The proposed rules will come with safeguards to make sure that these are genuinely anti-tax deferral provisions targeting only the profits of unlisted foreign subsidiaries of Indian companies that pay in their country of incorporation less than half of the taxes they would have paid in India. The un-repatriated profits of such entities would be deemed to have been distributed and would be taxed as dividend in the hands of the Indian shareholder.
To encourage repatriation of profits, India already has a concessional tax rate of 15% on the dividend an Indian parent or shareholder would receive from a foreign subsidiary.
CFC framework is one of the last remaining ideas from the Direct Tax Code to be incorporated in the income tax law, which has already adopted most of the concepts proposed in the Code, the latest being the definition of place of effective management, which has been adopted through Finance Act 2015.
Introduction of CFC rules has become imminent with India’s commitment to join a new multilateral agreement to prevent the corporate practice of shifting of profits to low tax countries causing erosion of the tax base of the country where actual economic activity takes place.
“CFC rules are one of the action points of OECD-G20 project on base erosion and profit shifting (BEPS).
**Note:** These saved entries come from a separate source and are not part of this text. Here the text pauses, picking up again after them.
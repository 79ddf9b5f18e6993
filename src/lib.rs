//! Storefront - minimal e-commerce backend
//!
//! HTTP endpoints for users, products and orders over a document store.
//! Orders reference a user and a product by id; those references are
//! resolved into full records when an order is read.
//!
//! # Modules
//!
//! - [`config`] - YAML configuration (`config/{env}.yaml`)
//! - [`logging`] - tracing subscriber setup
//! - [`store`] - document store trait, schemas, memory and PostgreSQL backends
//! - [`db`] - PostgreSQL connection pool
//! - [`gateway`] - axum router, handlers and services

pub mod config;
pub mod db;
pub mod gateway;
pub mod logging;
pub mod store;

// Convenient re-exports at crate root
pub use config::{AppConfig, DanglingReference, OrdersConfig, StoreBackend};
pub use gateway::services::{OrderService, RecordService, ServiceError};
pub use gateway::state::AppState;
pub use gateway::{build_router, run_server};
pub use store::{Collection, Document, DocumentStore, MemoryStore, PgDocumentStore, StoreError};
By September, we will have a fair idea of the finer points of the provisions. As all G-20 nations have committed to the project, we cannot act differently,” said a person privy to the government’s thinking.
The problem businesses would find with the CFC rules is that it would not give credit to the taxes paid in the country of incorporation. The amount of un-repatriated profits which are once taxed under CFC rules would not be targeted for taxation in subsequent years.
Under the current law, profit of a subsidiary is not offered to dividend tax unless it is distributed considering the fact that such profits belong to a different legal entity. CFC rules make the un-distributed dividends of a foreign subsidiary taxable if the parameters are met. Experts said this would have huge implications for many businesses.
“There are many companies that park their profits abroad and are likely to get impacted including many holding and operating companies,”said Amit Maheshwari, partner, Ashok Maheshwary & Associates.
In the case of domestic companies, dividend is taxed at the company level and the received funds are tax exempt in the hands of the shareholders.